The remarks by Mohammad Saeedi, deputy head of Iran's Atomic Energy Organization, suggested Tehran may have already decided to reject offers of incentives and negotiations from six of the world's top powers in return for ending atomic fuel activities.Iran wants nuclear weapons, and considers any restriction on that capability to be unacceptable. And yet there are people who still think that negotiators and diplomats will somehow figure out how to stop Iran from obtaining nuclear weapons without using the immediate threat of force upon any violation of an agreement signed between the parties?
"Iran is determined to go ahead with its nuclear enrichment work for peaceful purposes," Mohammad Saeedi, deputy head of Iran's Atomic Energy Organization, told students news agency ISNA. "The Iranian nation will not let us give it up."

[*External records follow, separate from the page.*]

impl Bus for RedisBus {
    fn subscribe(&self, topic: &str) -> BoxFuture<'_, Subscription> {
        let topic = topic.to_string();
        Box::pin(async move {
            let (tx, rx) = mpsc::unbounded_channel();
            let id = self.next_id.fetch_add(1, Ordering::Relaxed);
            // The sink lock orders route changes with their SUBSCRIBE/UNSUBSCRIBE,
            // so an UNSUBSCRIBE for an emptied topic cannot land after a newer SUBSCRIBE.
            let mut sink = self.sink.lock().await;
            // Route first so nothing published after SUBSCRIBE is acknowledged is missed.
            self.routes.entry(topic.clone()).or_default().push((id, tx));

            if let Err(e) = sink.subscribe(&topic).await {
                self.remove_route(&topic, id);
                return Err(ReplicaError::store("SUBSCRIBE", e));
            }

            debug!(topic = %topic, subscriber = id, "Subscribed");
            Ok(Subscription {
                id,
                topic,
                messages: rx,
            })
        })
    }

    fn unsubscribe(&self, topic: &str, id: SubscriberId) -> BoxFuture<'_, ()> {
        let topic = topic.to_string();
        Box::pin(async move {
            let mut sink = self.sink.lock().await;
            if self.remove_route(&topic, id) {
                sink.unsubscribe(&topic)
                    .await
                    .map_err(|e| ReplicaError::store("UNSUBSCRIBE", e))?;
                debug!(topic = %topic, "Unsubscribed");
            }
            Ok(())
        })
    }

    fn publish(&self, topic: &str, payload: Vec<u8>) -> BoxFuture<'_, ()> {
        let topic = topic.to_string();
        Box::pin(async move {
            self.producer
                .exec(vec![Command::Publish { topic, payload }])
                .await?;
            Ok(())
        })
    }
}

The White House urged Iran to study a basket of incentives, approved by the U.S., British, French, German Russian and Chinese foreign ministers at a Vienna meeting on Thursday, before officially responding.
European officials will give Iranian officials a detailed presentation of the incentives in the next couple of days and a formal answer was hoped for within weeks, White House spokesman Tony Snow said.
Asked about Iran's insistence that it would not give up uranium enrichment, Snow said: "As we've said, we think it's fair to give the government of Iran an opportunity to review carefully everything in the package. We understand people may make statements, but we want to give them time to study this."
Decision-making in Iran can be drawn out by a complex political structure with ultimate power resting in the hands of Supreme Leader Ayatollah Ali Khamenei.
Iran, the world's No. 4 oil producer, says it wants to enrich uranium only to the level required for use in atomic power reactors and has no interest in making highly-enriched uranium, a key ingredient in warheads.
Russia and China don't want to upset Iran, with whom they're working closely to secure oil supplies. They want to delay any kind of military action should inspectors discover that Iran is working on a weapons program, despite Iran's publicly stated intentions to do so.